**What this task involves**:
Only an exact repetition of the lines from the one that holds "self.clock_out.is_none()" to the end of the records is wanted.

**Task input**:
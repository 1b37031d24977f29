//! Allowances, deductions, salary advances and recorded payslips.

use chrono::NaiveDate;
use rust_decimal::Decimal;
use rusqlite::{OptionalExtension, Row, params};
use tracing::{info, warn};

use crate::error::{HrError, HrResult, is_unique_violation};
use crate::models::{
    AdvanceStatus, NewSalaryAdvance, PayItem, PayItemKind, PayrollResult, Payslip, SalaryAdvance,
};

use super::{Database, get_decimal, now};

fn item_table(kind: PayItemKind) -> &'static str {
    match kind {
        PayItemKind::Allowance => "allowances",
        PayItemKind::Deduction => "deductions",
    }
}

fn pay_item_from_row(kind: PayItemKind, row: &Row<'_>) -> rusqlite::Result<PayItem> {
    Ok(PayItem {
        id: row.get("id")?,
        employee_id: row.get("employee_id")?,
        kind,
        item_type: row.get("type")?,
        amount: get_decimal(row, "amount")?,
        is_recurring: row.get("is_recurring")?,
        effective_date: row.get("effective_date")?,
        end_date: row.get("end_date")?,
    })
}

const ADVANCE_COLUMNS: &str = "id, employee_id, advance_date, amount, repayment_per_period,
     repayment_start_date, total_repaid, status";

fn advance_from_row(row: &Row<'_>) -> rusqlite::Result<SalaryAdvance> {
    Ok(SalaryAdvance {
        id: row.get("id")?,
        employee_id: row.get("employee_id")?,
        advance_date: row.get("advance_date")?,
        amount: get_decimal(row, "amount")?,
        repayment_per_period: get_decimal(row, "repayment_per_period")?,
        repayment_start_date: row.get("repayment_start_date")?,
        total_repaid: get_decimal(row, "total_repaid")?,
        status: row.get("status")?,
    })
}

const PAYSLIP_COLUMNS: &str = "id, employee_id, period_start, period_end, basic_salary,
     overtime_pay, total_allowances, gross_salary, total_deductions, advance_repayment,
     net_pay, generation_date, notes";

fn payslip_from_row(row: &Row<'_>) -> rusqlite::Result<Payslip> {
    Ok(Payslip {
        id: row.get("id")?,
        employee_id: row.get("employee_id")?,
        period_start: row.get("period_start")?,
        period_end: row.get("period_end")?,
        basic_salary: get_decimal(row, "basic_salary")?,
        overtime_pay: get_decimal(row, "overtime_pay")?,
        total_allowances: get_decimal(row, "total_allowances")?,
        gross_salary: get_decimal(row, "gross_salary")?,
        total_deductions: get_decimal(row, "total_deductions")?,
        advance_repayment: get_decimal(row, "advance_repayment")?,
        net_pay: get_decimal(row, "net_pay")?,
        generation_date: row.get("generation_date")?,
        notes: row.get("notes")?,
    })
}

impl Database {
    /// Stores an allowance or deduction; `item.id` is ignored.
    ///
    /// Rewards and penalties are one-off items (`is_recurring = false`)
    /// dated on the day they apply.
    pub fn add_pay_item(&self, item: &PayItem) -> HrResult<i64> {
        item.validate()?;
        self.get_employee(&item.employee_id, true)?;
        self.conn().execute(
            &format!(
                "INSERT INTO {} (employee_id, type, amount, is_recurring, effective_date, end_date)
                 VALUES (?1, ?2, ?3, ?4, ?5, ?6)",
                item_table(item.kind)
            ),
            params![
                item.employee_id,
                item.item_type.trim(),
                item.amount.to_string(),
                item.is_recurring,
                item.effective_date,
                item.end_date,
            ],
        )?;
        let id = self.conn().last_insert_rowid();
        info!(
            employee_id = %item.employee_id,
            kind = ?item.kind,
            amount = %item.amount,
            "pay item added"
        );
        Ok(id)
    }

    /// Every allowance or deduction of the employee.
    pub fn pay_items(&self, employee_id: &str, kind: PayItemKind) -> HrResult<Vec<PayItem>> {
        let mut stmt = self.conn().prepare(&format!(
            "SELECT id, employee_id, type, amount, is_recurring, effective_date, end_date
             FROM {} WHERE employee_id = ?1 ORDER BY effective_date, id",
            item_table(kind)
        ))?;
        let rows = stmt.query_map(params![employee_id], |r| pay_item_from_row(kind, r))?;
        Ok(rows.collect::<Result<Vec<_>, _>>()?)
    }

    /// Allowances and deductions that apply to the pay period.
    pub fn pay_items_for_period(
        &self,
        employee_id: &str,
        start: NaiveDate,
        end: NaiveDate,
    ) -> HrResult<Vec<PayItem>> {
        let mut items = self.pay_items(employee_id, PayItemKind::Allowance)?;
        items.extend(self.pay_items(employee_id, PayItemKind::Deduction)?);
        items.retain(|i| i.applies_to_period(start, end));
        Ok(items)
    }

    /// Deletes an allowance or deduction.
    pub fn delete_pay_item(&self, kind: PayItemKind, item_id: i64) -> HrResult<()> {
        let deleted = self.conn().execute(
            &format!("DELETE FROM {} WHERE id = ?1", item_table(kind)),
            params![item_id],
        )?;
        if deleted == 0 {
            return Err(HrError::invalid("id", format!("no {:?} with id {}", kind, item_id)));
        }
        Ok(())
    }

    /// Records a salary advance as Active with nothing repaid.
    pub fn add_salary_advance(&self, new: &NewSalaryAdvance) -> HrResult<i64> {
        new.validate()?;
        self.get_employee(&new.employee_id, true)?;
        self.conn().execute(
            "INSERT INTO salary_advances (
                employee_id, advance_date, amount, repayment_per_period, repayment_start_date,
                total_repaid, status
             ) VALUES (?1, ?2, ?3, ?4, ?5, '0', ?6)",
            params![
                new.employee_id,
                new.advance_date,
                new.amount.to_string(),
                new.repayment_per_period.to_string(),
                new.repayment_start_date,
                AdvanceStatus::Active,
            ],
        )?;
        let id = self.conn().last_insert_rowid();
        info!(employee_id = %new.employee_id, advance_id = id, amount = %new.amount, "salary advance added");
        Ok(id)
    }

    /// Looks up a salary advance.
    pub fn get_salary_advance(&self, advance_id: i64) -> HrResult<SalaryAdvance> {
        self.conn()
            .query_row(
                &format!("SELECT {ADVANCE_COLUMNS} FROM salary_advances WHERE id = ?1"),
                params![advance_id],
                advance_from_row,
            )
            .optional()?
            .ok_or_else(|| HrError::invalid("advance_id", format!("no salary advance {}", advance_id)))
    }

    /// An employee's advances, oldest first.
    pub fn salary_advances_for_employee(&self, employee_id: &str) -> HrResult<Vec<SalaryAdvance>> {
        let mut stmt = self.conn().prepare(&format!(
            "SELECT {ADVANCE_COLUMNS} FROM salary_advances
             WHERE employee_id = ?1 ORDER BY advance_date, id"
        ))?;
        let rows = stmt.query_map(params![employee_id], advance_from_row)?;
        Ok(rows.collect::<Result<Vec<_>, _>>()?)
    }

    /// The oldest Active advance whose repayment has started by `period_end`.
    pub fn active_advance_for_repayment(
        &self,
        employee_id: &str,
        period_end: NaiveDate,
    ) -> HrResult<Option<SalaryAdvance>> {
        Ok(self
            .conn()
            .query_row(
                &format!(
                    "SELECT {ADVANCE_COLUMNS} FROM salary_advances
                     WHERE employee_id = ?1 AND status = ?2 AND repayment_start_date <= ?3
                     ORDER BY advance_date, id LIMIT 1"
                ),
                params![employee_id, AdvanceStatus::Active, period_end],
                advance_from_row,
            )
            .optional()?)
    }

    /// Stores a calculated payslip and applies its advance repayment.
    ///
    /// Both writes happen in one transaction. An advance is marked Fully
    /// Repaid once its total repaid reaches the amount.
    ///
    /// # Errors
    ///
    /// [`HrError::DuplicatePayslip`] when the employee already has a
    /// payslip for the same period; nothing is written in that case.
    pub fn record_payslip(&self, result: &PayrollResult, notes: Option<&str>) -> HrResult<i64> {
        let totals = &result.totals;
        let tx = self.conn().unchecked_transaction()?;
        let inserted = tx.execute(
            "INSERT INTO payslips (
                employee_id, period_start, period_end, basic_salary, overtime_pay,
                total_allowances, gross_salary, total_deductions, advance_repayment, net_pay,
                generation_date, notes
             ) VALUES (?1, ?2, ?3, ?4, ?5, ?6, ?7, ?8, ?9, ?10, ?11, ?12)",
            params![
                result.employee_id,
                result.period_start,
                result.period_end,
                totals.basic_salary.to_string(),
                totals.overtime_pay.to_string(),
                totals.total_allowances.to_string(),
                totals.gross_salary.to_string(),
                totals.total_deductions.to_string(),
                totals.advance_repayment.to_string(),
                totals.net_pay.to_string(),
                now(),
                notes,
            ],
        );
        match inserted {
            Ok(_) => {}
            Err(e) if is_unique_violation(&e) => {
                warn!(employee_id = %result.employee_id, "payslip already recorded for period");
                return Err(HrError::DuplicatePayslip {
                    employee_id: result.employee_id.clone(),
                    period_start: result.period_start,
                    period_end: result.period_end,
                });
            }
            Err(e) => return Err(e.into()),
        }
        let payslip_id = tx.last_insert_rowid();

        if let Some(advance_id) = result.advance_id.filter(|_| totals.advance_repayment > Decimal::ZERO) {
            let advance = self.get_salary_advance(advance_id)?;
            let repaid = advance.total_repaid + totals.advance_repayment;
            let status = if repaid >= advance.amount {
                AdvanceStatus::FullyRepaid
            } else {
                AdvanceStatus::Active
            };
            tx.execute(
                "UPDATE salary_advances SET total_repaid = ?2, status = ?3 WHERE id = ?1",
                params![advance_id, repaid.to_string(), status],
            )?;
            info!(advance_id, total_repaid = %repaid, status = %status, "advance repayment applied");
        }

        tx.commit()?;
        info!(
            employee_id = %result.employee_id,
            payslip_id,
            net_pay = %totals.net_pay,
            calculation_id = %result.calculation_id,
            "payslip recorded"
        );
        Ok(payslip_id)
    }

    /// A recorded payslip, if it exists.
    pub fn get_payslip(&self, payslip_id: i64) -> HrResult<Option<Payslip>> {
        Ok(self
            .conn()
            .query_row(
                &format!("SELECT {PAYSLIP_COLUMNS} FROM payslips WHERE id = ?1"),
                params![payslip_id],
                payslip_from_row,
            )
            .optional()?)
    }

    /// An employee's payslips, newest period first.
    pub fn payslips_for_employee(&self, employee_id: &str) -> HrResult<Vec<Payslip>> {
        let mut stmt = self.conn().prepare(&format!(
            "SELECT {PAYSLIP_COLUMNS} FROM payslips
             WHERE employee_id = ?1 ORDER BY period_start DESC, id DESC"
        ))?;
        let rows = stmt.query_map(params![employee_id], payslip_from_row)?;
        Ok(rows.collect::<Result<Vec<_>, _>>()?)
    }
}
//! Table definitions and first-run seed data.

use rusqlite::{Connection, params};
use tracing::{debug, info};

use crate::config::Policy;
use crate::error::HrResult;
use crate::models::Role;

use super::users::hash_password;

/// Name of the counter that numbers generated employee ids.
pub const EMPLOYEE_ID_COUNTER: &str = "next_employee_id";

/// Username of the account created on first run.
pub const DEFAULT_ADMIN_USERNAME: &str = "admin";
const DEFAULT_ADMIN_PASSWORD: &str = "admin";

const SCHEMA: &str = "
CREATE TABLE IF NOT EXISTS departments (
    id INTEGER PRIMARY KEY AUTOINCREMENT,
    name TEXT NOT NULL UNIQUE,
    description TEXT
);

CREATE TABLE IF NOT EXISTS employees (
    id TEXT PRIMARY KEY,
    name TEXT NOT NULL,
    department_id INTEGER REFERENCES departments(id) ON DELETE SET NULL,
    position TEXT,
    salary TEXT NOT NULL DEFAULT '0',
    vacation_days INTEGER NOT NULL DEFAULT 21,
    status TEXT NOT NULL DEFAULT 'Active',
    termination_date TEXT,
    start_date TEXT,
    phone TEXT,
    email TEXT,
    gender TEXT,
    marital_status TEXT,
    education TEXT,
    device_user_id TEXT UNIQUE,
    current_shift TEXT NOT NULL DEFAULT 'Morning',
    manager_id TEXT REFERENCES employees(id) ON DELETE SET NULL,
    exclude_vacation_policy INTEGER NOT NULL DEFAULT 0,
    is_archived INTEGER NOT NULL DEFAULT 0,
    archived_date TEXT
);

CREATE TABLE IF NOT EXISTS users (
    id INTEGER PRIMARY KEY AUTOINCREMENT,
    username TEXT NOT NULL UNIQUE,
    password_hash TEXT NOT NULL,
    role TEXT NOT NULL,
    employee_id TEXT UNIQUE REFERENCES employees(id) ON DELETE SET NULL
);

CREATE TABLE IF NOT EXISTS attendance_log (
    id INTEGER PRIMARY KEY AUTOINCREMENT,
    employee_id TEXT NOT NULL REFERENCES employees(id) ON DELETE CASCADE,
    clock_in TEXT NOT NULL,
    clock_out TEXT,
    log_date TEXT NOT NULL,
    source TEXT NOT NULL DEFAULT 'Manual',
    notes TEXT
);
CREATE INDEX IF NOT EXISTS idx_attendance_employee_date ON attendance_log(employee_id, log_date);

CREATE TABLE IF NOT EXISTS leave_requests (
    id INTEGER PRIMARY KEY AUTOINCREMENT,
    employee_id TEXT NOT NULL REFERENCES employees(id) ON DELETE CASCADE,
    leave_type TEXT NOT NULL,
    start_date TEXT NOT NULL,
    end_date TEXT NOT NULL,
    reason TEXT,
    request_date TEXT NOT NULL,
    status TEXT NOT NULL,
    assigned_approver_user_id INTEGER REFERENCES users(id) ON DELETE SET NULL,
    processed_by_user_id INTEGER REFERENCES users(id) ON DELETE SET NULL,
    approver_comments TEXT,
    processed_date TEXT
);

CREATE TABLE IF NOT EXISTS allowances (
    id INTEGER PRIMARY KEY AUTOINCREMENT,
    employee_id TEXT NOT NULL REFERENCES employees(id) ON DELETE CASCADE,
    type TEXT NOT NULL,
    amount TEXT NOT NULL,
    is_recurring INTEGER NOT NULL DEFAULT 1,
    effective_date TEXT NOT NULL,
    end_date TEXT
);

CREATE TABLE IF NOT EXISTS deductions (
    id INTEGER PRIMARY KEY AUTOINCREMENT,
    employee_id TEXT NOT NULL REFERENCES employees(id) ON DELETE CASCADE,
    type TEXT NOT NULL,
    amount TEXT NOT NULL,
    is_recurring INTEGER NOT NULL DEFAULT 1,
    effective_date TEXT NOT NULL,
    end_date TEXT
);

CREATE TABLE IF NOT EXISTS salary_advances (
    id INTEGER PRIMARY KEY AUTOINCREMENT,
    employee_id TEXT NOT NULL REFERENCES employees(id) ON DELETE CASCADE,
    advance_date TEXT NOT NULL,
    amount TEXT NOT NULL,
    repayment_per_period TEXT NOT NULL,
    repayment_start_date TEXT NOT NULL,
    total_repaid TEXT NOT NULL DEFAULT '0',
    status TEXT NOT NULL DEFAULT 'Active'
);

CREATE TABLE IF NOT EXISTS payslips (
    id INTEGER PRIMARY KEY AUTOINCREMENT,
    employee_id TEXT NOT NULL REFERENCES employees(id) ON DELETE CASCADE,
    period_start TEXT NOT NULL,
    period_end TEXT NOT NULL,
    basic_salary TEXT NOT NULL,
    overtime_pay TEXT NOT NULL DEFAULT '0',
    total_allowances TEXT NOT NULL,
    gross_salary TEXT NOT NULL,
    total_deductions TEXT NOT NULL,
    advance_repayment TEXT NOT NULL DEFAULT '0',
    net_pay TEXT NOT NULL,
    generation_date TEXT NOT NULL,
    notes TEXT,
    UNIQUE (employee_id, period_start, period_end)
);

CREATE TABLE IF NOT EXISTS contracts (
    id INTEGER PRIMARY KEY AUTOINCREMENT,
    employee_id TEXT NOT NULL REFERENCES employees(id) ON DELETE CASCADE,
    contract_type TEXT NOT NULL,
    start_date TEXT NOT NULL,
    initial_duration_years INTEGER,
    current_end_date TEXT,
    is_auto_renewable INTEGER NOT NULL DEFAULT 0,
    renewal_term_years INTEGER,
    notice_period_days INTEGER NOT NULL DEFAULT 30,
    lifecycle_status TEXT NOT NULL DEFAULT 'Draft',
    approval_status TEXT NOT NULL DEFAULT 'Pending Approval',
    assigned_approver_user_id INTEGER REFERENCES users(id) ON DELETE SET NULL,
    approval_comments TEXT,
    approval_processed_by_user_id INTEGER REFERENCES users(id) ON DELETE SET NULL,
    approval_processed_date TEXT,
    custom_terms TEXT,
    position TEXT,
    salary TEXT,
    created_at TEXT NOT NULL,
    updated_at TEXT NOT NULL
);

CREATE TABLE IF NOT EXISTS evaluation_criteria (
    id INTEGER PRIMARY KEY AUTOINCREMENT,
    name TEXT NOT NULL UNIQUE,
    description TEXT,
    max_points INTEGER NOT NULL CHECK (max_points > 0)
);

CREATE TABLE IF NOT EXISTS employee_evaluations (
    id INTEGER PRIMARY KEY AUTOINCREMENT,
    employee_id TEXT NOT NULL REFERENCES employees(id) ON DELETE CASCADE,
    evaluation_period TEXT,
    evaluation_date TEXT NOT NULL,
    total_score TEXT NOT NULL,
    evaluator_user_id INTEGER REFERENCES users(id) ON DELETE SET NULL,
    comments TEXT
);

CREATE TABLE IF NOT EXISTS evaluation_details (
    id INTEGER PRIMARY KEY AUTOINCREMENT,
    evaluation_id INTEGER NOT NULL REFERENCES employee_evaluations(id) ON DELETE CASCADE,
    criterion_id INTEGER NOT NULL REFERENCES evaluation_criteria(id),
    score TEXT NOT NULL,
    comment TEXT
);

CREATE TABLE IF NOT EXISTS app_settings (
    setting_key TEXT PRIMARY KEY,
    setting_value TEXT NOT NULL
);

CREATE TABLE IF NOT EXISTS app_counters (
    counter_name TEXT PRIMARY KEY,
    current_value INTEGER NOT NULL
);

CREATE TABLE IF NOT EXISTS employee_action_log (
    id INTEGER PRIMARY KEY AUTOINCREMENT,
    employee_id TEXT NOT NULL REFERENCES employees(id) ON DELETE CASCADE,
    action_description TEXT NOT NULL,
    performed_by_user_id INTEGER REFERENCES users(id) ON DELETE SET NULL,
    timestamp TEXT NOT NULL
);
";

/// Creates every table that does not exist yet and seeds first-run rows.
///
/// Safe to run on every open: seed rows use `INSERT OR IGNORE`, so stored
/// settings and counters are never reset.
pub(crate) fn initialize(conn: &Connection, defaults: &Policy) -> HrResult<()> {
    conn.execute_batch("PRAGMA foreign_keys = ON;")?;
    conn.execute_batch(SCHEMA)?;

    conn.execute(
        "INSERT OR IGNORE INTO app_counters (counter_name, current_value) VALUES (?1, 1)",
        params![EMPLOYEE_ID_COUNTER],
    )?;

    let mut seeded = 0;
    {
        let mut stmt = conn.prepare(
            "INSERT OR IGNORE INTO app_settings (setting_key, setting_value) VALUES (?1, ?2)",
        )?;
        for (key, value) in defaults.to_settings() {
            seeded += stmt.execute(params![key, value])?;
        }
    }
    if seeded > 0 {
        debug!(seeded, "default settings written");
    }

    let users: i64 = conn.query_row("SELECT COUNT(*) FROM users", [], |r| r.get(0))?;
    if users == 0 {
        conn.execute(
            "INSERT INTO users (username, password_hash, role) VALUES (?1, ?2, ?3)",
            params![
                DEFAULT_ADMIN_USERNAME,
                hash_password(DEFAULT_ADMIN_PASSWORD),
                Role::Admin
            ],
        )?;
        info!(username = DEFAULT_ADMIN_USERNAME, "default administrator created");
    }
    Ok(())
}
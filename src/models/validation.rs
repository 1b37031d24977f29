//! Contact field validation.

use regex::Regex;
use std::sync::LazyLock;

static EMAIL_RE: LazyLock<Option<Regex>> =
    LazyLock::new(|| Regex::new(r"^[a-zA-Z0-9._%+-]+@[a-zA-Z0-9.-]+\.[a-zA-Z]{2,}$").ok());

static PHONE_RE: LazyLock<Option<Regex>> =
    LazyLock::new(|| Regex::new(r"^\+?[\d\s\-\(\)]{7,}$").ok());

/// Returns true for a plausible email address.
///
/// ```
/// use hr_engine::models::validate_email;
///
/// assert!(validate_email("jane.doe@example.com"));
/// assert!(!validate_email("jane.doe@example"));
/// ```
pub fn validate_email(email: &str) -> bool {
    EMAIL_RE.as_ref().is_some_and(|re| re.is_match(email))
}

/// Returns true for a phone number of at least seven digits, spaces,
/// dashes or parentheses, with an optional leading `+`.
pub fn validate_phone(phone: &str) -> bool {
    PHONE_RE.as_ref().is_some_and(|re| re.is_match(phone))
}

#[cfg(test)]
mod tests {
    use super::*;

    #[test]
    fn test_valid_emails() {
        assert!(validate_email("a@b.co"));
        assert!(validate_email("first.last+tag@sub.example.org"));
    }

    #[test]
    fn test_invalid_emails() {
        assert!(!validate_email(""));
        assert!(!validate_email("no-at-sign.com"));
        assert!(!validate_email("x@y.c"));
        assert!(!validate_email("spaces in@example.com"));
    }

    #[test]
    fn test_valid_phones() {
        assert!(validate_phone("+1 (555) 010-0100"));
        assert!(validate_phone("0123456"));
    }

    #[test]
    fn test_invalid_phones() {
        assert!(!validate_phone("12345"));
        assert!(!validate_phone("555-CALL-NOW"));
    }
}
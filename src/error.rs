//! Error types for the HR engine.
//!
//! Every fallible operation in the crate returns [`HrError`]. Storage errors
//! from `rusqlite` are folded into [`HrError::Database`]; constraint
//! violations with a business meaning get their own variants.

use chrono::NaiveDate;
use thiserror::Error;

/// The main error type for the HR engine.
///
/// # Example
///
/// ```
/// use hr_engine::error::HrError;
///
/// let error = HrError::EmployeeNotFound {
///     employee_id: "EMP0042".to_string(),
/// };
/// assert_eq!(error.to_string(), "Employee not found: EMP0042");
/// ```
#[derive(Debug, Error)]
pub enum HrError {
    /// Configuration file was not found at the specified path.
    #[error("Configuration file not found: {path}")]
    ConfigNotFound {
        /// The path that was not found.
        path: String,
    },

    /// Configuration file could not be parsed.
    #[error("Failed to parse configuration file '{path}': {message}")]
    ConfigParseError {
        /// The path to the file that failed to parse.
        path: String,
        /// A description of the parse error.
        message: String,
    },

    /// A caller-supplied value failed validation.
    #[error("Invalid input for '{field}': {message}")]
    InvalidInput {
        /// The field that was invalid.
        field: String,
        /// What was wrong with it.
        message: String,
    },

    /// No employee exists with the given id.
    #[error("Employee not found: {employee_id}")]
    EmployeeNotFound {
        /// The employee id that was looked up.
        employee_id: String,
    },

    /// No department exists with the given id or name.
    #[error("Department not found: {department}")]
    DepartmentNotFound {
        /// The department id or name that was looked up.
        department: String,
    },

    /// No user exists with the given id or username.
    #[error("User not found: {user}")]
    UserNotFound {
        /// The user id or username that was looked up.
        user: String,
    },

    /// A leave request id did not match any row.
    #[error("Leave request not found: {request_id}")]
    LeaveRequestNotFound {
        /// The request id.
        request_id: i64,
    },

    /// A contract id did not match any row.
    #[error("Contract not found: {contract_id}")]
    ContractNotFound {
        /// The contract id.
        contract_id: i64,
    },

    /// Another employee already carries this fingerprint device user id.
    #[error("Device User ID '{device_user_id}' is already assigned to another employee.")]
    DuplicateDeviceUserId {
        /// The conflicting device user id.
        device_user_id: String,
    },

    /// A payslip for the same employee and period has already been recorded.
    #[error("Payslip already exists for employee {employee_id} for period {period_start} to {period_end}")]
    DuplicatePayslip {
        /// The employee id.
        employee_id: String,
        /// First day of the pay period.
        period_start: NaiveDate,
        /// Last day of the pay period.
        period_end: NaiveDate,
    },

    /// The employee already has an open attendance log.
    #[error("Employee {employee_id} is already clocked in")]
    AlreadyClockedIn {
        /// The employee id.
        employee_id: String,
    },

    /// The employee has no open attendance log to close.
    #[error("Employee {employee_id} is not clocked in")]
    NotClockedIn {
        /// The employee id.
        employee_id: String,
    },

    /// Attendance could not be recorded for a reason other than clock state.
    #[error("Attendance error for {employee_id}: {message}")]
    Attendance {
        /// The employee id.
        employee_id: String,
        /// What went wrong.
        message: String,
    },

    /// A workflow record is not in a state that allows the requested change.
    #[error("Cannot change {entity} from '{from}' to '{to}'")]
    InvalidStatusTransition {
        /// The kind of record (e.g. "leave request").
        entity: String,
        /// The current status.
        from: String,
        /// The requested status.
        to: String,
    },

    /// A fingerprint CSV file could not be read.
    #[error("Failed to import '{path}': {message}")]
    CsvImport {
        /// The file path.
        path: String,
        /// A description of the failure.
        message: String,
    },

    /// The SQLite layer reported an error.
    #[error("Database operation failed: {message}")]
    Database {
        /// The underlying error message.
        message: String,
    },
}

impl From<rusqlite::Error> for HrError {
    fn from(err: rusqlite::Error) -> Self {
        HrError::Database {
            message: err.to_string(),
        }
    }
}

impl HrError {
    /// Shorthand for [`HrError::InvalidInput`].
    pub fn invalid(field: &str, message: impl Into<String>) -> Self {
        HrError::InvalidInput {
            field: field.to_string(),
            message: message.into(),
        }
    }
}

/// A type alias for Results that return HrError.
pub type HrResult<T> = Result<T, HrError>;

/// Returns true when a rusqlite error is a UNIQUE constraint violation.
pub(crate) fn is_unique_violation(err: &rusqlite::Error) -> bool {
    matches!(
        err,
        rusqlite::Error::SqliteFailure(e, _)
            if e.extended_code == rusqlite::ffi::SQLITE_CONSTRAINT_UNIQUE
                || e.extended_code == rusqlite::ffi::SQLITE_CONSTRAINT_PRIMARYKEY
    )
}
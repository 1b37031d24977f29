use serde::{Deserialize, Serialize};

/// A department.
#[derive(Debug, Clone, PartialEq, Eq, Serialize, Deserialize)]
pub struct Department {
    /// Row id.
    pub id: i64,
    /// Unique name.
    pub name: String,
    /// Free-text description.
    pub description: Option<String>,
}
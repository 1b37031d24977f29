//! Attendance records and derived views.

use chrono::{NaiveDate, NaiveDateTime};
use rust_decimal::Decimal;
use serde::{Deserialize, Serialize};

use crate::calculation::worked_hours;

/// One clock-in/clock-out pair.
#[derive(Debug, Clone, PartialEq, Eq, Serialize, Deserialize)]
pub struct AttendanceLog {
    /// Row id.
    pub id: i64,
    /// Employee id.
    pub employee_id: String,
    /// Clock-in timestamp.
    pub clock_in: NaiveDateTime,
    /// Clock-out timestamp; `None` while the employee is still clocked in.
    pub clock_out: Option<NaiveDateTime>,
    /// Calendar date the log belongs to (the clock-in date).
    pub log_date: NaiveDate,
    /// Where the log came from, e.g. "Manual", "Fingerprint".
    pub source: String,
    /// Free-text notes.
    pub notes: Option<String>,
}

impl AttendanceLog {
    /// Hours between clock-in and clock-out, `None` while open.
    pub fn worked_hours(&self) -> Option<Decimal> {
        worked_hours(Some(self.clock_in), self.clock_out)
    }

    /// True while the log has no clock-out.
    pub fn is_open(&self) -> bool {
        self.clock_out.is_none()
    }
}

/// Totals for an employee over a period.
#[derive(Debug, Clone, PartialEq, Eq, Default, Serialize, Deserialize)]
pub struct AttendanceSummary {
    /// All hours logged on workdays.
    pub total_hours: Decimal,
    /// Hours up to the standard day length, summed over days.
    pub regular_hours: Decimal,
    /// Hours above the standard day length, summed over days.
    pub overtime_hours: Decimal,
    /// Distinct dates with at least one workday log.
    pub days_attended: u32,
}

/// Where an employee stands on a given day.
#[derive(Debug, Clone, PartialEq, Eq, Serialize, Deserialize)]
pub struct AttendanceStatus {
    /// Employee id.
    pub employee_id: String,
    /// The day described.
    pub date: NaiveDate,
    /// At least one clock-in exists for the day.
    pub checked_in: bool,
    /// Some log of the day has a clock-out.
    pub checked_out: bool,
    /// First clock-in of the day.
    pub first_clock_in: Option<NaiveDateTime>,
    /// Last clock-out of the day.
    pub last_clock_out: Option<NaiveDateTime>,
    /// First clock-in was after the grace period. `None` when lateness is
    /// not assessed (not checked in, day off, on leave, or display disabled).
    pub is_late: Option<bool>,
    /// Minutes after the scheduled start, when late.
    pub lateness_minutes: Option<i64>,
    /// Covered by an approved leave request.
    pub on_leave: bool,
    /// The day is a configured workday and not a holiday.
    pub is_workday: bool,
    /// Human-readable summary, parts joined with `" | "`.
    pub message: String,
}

**Solved problem**:
        self.clock_out.is_none()
    }
}

/// Totals for an employee over a period.
#[derive(Debug, Clone, PartialEq, Eq, Default, Serialize, Deserialize)]
pub struct AttendanceSummary {
    /// All hours logged on workdays.
    pub total_hours: Decimal,
    /// Hours up to the standard day length, summed over days.
    pub regular_hours: Decimal,
    /// Hours above the standard day length, summed over days.
    pub overtime_hours: Decimal,
    /// Distinct dates with at least one workday log.
    pub days_attended: u32,
}

/// Where an employee stands on a given day.
#[derive(Debug, Clone, PartialEq, Eq, Serialize, Deserialize)]
pub struct AttendanceStatus {
    /// Employee id.
    pub employee_id: String,
    /// The day described.
    pub date: NaiveDate,
    /// At least one clock-in exists for the day.
    pub checked_in: bool,
    /// Some log of the day has a clock-out.
    pub checked_out: bool,
    /// First clock-in of the day.
    pub first_clock_in: Option<NaiveDateTime>,
    /// Last clock-out of the day.
    pub last_clock_out: Option<NaiveDateTime>,
    /// First clock-in was after the grace period. `None` when lateness is
    /// not assessed (not checked in, day off, on leave, or display disabled).
    pub is_late: Option<bool>,
    /// Minutes after the scheduled start, when late.
    pub lateness_minutes: Option<i64>,
    /// Covered by an approved leave request.
    pub on_leave: bool,
    /// The day is a configured workday and not a holiday.
    pub is_workday: bool,
    /// Human-readable summary, parts joined with `" | "`.
    pub message: String,
}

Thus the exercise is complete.